[Mpi3-ft] MPI_Comm_validate parameters

Joshua Hursey jjhursey at open-mpi.org
Wed Mar 2 08:51:11 CST 2011


On Mar 1, 2011, at 12:45 PM, Darius Buntinas wrote:

> 
> On Mar 1, 2011, at 8:30 AM, Joshua Hursey wrote:
> 
>> One side note that we should make explicit is that "L_i" can be updated in two ways. First, when an application calls MPI_comm_validate_local() to update "L_i" with all locally known failures. Secondly, if a failure is detected during any MPI operation (except the validate accessor functions) it will also update "L_i". So if we do a MPI_Send(rank=2), and rank 2 fails during the send then we want to make sure that if the user asks for the state of rank 2 it is identified as failed and not active. The application is implicitly noticing the update to "L_i" from the return code of the MPI_Send operation.
>> 
>> Do folks see a problem with this additional semantic?
> 
> This could present a problem with get_num_state and get_state in a multithreaded environment.  Of course if one has only one thread per communicator, then it's OK, but is that realistic?  The idea of L_i and G being constant between validate calls was to avoid  races like this.
> 
> The user should understand that the way to get the state of a process is 
>    validate_local();get_state_rank()
> or 
>    validate_local();get_num_state();malloc();get_state()
> And if the process has multiple threads using the same communicator, it can synchronize access to validate_local as appropriate.
> 
> I think the _local functions can be considered a convenience for the user, since the user could keep track of L_i herself using the _global values and noticing failed sends/receives.  So if we look at it that way, the fact that get_state doesn't report rank 2 (in your example above) as having failed immediately after the send, might be OK.

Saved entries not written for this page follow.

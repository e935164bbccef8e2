//! Bracketing fallback: locate a sign change, then bisect

use super::config::XirrConfig;
use super::discount::{normalized_residual, npv_and_derivative, npv_at_rate};
use super::engine::{SolveMethod, Solution};
use crate::cashflow::CashFlowSeries;
use crate::error::{XirrError, XirrResult};

/// First step taken away from the guess when searching for a bracket
const INITIAL_BRACKET_STEP: f64 = 0.01;

/// The doubling step stops growing here and the walk becomes a fixed scan
const MAX_BRACKET_STEP: f64 = 0.1;

/// Bisections of the slope used to locate a turning point inside one step
const TURNING_POINT_ITERATIONS: usize = 60;

/// Find `(lo, hi)` inside `[lower, upper]` where the NPV changes sign
///
/// Walks outward from `guess` in both directions, doubling the step up to
/// `MAX_BRACKET_STEP`, so the bracket returned is the first one met near the
/// guess. A step whose endpoints share a sign is still searched when the NPV
/// turns inside it, which catches two roots closer together than one step.
/// Points where the NPV overflows are skipped.
pub(crate) fn find_bracket(
    series: &CashFlowSeries,
    guess: f64,
    lower: f64,
    upper: f64,
) -> Option<(f64, f64)> {
    let start = guess.clamp(lower, upper);
    let f_start = npv_at_rate(series, start);
    if f_start == 0.0 {
        return Some((start, start));
    }

    let mut left = (start, f_start);
    let mut right = (start, f_start);
    let mut step = INITIAL_BRACKET_STEP;

    while left.0 > lower || right.0 < upper {
        if right.0 < upper {
            let r = (right.0 + step).min(upper);
            let f = npv_at_rate(series, r);
            if f.is_finite() {
                if changes_sign(right.1, f) {
                    return Some((right.0, r));
                }
                if let Some(bracket) = split_at_turning_point(series, right, (r, f)) {
                    return Some(bracket);
                }
                right = (r, f);
            } else {
                right.0 = r;
            }
        }

        if left.0 > lower {
            let r = (left.0 - step).max(lower);
            let f = npv_at_rate(series, r);
            if f.is_finite() {
                if changes_sign(left.1, f) {
                    return Some((r, left.0));
                }
                if let Some(bracket) = split_at_turning_point(series, (r, f), left) {
                    return Some(bracket);
                }
                left = (r, f);
            } else {
                left.0 = r;
            }
        }

        step = (step * 2.0).min(MAX_BRACKET_STEP);
    }

    None
}

/// Bracket a root hidden between `lo` and `hi`, whose NPVs share a sign
///
/// When the slope changes sign across the interval, the turning point is
/// located by bisecting the slope. If the NPV there has the other sign, the
/// sub-interval from `lo` to the turning point holds a root.
fn split_at_turning_point(
    series: &CashFlowSeries,
    lo: (f64, f64),
    hi: (f64, f64),
) -> Option<(f64, f64)> {
    let slope = |rate: f64| npv_and_derivative(series, rate).1;
    let slope_lo = slope(lo.0);
    let slope_hi = slope(hi.0);
    if !slope_lo.is_finite() || !slope_hi.is_finite() || slope_lo.signum() == slope_hi.signum() {
        return None;
    }

    let (mut a, mut b) = (lo.0, hi.0);
    for _ in 0..TURNING_POINT_ITERATIONS {
        let mid = a + (b - a) / 2.0;
        if slope(mid).signum() == slope_lo.signum() {
            a = mid;
        } else {
            b = mid;
        }
    }

    let turn = a + (b - a) / 2.0;
    if changes_sign(lo.1, npv_at_rate(series, turn)) {
        Some((lo.0, turn))
    } else {
        None
    }
}

fn changes_sign(a: f64, b: f64) -> bool {
    a.is_finite() && b.is_finite() && (a == 0.0 || b == 0.0 || a.signum() != b.signum())
}

/// Bisection on a bracket `[low, high]` whose endpoint NPVs differ in sign
///
/// Stops when the NPV meets the tolerance or when the half-width of the
/// bracket falls below the step tolerance. Far below `-0.5` over long
/// horizons the discounted flows dwarf the gross flow, and rounding keeps the
/// NPV residual above tolerance even once the bracket is a few ulps wide.
pub(crate) fn bisect(
    series: &CashFlowSeries,
    low: f64,
    high: f64,
    config: &XirrConfig,
) -> XirrResult<Solution> {
    let mut low = low;
    let mut high = high;
    let mut npv_low = npv_at_rate(series, low);
    let npv_high = npv_at_rate(series, high);

    if normalized_residual(series, npv_low) < config.npv_tolerance {
        return Ok(Solution::new(low, npv_low, 0, SolveMethod::Bisection));
    }
    if normalized_residual(series, npv_high) < config.npv_tolerance {
        return Ok(Solution::new(high, npv_high, 0, SolveMethod::Bisection));
    }
    if !changes_sign(npv_low, npv_high) {
        return Err(XirrError::NoRootFound { lower: low, upper: high });
    }

    let mut mid = low;
    let mut residual = f64::INFINITY;

    for iteration in 0..config.max_iterations {
        let half_width = (high - low) / 2.0;
        mid = low + half_width;
        let npv_mid = npv_at_rate(series, mid);
        residual = normalized_residual(series, npv_mid);

        if residual < config.npv_tolerance || half_width < config.step_tolerance {
            return Ok(Solution::new(mid, npv_mid, iteration + 1, SolveMethod::Bisection));
        }

        if npv_mid.signum() == npv_low.signum() {
            low = mid;
            npv_low = npv_mid;
        } else {
            high = mid;
        }
    }

    Err(XirrError::Convergence {
        iterations: config.max_iterations,
        rate: mid,
        residual,
    })
}

#[cfg(test)]
mod tests {
    use super::*;
    use approx::assert_abs_diff_eq;

    #[test]
    fn test_bracket_near_guess() {
        // Roots at 0% and 50%
        let series = CashFlowSeries::new(vec![-1.0, 2.5, -1.5], vec![0.0, 365.0, 730.0]).unwrap();
        let (lo, hi) = find_bracket(&series, 0.4, -0.99, 10.0).unwrap();
        assert!(lo < hi);
        assert!(lo <= 0.5 && 0.5 <= hi);
    }

    #[test]
    fn test_bracket_below_guess() {
        let series = CashFlowSeries::new(vec![-1000.0, 100.0], vec![0.0, 365.0]).unwrap();
        let (lo, hi) = find_bracket(&series, 0.1, -0.99, 10.0).unwrap();
        assert!(lo <= -0.9 && -0.9 <= hi);
    }

    #[test]
    fn test_no_bracket() {
        // Root at -99.9%, outside the search range
        let series = CashFlowSeries::new(vec![-1000.0, 1.0], vec![0.0, 365.0]).unwrap();
        assert!(find_bracket(&series, 0.1, -0.99, 10.0).is_none());
    }

    #[test]
    fn test_bracket_skips_overflow() {
        // 200 years out: discounting at -99% overflows, root at 2^(1/200) - 1
        let series = CashFlowSeries::new(vec![-1.0, 2.0], vec![0.0, 73_000.0]).unwrap();
        assert!(npv_at_rate(&series, -0.99).is_infinite());

        let (lo, hi) = find_bracket(&series, -0.99, -0.99, 10.0).unwrap();
        let root = 2.0_f64.powf(1.0 / 200.0) - 1.0;
        assert!(lo <= root && root <= hi);

        let solution = bisect(&series, lo, hi, &XirrConfig::default()).unwrap();
        assert_abs_diff_eq!(solution.rate, root, epsilon = 1e-9);
    }

    #[test]
    fn test_close_roots_inside_one_step() {
        // Roots at 0% and 4.1667%, both endpoints of [-5%, 10%] positive
        let series = CashFlowSeries::new(vec![0.96, -1.96, 1.0], vec![0.0, 365.0, 730.0]).unwrap();
        assert!(npv_at_rate(&series, -0.05) > 0.0);
        assert!(npv_at_rate(&series, 0.1) > 0.0);

        let lo = (-0.05, npv_at_rate(&series, -0.05));
        let hi = (0.1, npv_at_rate(&series, 0.1));
        let (a, b) = split_at_turning_point(&series, lo, hi).unwrap();
        assert_abs_diff_eq!(a, -0.05);
        assert!(a <= 0.0 && 0.0 <= b);
        assert!(b < 0.04);
    }

    #[test]
    fn test_close_roots_found_from_far_guess() {
        let series =
            CashFlowSeries::new(vec![-944_310.0, -100_799.7, 34.5, 295_709.1], vec![0.0, 1391.0, 1450.0, 1076.0])
                .unwrap();
        let (lo, hi) = find_bracket(&series, 0.0712, -0.99, 10.0).unwrap();
        assert!(changes_sign(npv_at_rate(&series, lo), npv_at_rate(&series, hi)));
        assert!(lo > -0.6625 && hi < -0.45);
    }

    #[test]
    fn test_bisection() {
        let series = CashFlowSeries::new(vec![-1000.0, 1210.0], vec![0.0, 730.0]).unwrap();
        let solution = bisect(&series, -0.5, 1.0, &XirrConfig::default()).unwrap();
        assert_abs_diff_eq!(solution.rate, 0.1, epsilon = 1e-9);
        assert_eq!(solution.method, SolveMethod::Bisection);
    }

    #[test]
    fn test_bisection_stops_on_bracket_width() {
        // Root near -87.16% with flows 27 years out: the NPV never meets
        // the residual tolerance, but the bracket closes around the root
        let series =
            CashFlowSeries::new(vec![-394_632.0, -282_069.0, 99_111.0], vec![0.0, 9708.0, 9894.0]).unwrap();
        let solution = bisect(&series, -0.9, -0.8, &XirrConfig::default()).unwrap();
        assert_abs_diff_eq!(solution.rate, -0.8715814, epsilon = 1e-5);
        assert!(solution.iterations < 100);
        let below = npv_at_rate(&series, solution.rate - 1e-9);
        let above = npv_at_rate(&series, solution.rate + 1e-9);
        assert!(changes_sign(below, above));
    }

    #[test]
    fn test_bisection_rejects_non_bracket() {
        let series = CashFlowSeries::new(vec![-1000.0, 1210.0], vec![0.0, 730.0]).unwrap();
        let result = bisect(&series, 0.5, 1.0, &XirrConfig::default());
        assert!(matches!(result, Err(XirrError::NoRootFound { .. })));
    }

    #[test]
    fn test_bisection_cap() {
        let series = CashFlowSeries::new(vec![-1000.0, 1210.0], vec![0.0, 730.0]).unwrap();
        let config = XirrConfig { max_iterations: 3, ..XirrConfig::default() };
        let result = bisect(&series, -0.5, 1.0, &config);
        assert!(matches!(result, Err(XirrError::Convergence { iterations: 3, .. })));
    }
}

It just seems a bit odd as a semantic for the interfaces. But I understand your point.

So the situation is (in shorthand):
------------------------
validate_local(comm);
get_state_rank(comm, 2, state) /* state=OK; */

/*** 2 fails ***/

ret = MPI_Send(comm, 2); /* Error */
if( ERR_FAIL_STOP == ret ) {
  get_state_rank(comm, 2, state) /* state=OK; */
  validate_local(comm);
  get_state_rank(comm, 2, state) /* state=FAILED; */
}
------------------------

instead of:
------------------------
validate_local(comm);
get_state_rank(comm, 2, state) /* state=OK; */

/*** 2 fails ***/

ret = MPI_Send(comm, 2); /* Error */
if( ERR_FAIL_STOP == ret ) {
  get_state_rank(comm, 2, state) /* state=FAILED; */
}
------------------------

So the MPI implementation must keep another list of failed processes known to the MPI implementation (call it "H_i" for Hidden at Process i), but not yet made available in "L_i". So the MPI implementation checks "H_i" to determine if the MPI_Send() should fail. "H_i" represents the set of additional failures not in "G" or "L_i" at some time T for Process i. We can use list projections (similar to how "L_i" can be a physically smaller list than "G") for representing "H_i" to reduce the memory impact, but this does mean that there is slightly more work on the MPI internals side of things.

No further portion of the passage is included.